Date of Award
Master of Science
Invasive plant species have widespread effects on the ecosystems they inhabit. Extensive research has been done on the economic and ecological impact of invasive species in relation to native plant species, but little is known about the effect of these species on native fauna. My study examined the impact of an invasive plant species Elaeagnus umbellata (autumn olive) on small mammals populations in southern Illinois. Elaeagnus umbellata is a native shrub of southeast Asia and was introduced to the United States in the 1830s. It is now the fifth most abundant invasive plant species in the state of Illinois. To determine the impact of this invasive shrub on small mammal populations, Sherman traps were set up in six separate trapping webs, three in upland forests with heavy E. umbellata cover and three in upland forests with little to no E. umbellata cover (control). Trapping spanned three seasons from March-August 2013. Through the use of capture and release methods, individuals were measured, weighed, and marked for possible recapture.
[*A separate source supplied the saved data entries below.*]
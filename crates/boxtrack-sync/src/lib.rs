//! Sync pipeline orchestration: discover, enrich, join, filter, merge, persist.

use std::collections::{HashMap, HashSet};
use std::fmt;
use std::path::{Path, PathBuf};
use std::str::FromStr;
use std::sync::Arc;
use std::time::Duration;

use anyhow::{Context, Result};
use boxtrack_adapters::{
    MovieSource, SourceError, TmdbConfig, TmdbSource, DEFAULT_API_BASE_URL,
    DEFAULT_IMAGE_BASE_URL, DEFAULT_LANGUAGE,
};
use boxtrack_core::{left_join, DiscoveryWindow, MovieId, MovieRecord};
use boxtrack_storage::{DatasetStore, HttpClientConfig, HttpFetcher, Pacer, PacingPolicy, StoredDataset};
use chrono::{DateTime, NaiveDate, Utc};
use serde::{Deserialize, Serialize};
use thiserror::Error;
use tokio::fs;
use tokio::sync::Mutex;
use tokio_cron_scheduler::{Job, JobScheduler};
use tracing::{info, warn};
use uuid::Uuid;

pub const CRATE_NAME: &str = "boxtrack-sync";

pub const MANIFEST_SCHEMA_VERSION: u32 = 1;

#[derive(Debug, Error)]
pub enum SyncError {
    #[error("TMDB_API_KEY is not configured")]
    MissingCredential,
    #[error("invalid discovery window: starts {start_days} days ago, ends {end_days} days ago")]
    InvalidWindow { start_days: u32, end_days: u32 },
    #[error("discovery query failed")]
    Discovery(#[source] SourceError),
    #[error("dataset storage failed")]
    Storage(#[source] anyhow::Error),
}

#[derive(Debug, Clone, Copy, PartialEq, Eq)]
pub enum SyncStage {
    Init,
    Discover,
    Enrich,
    Join,
    Filter,
    LoadExisting,
    Merge,
    Persist,
    Done,
}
Beginning in season 3, Cuterebra fontinella (bot fly) abundance in small mammals was also assessed. Differences in relative abundance of small mammal populations were determined using a repeated measures ANOVA with a Tukey test. T-tests were used to determine any significant difference among small mammals between forest types. Very little difference was found among the measured variables between the invaded and control forest sites. Prevalance of C. fontinella was also similar, but the resulting percentage of infection was much higher when compared to other studies in the literature. These results indicate there is little effect of E. umbellata on small mammal populations, although the long-term impacts of this invasive species may need further research.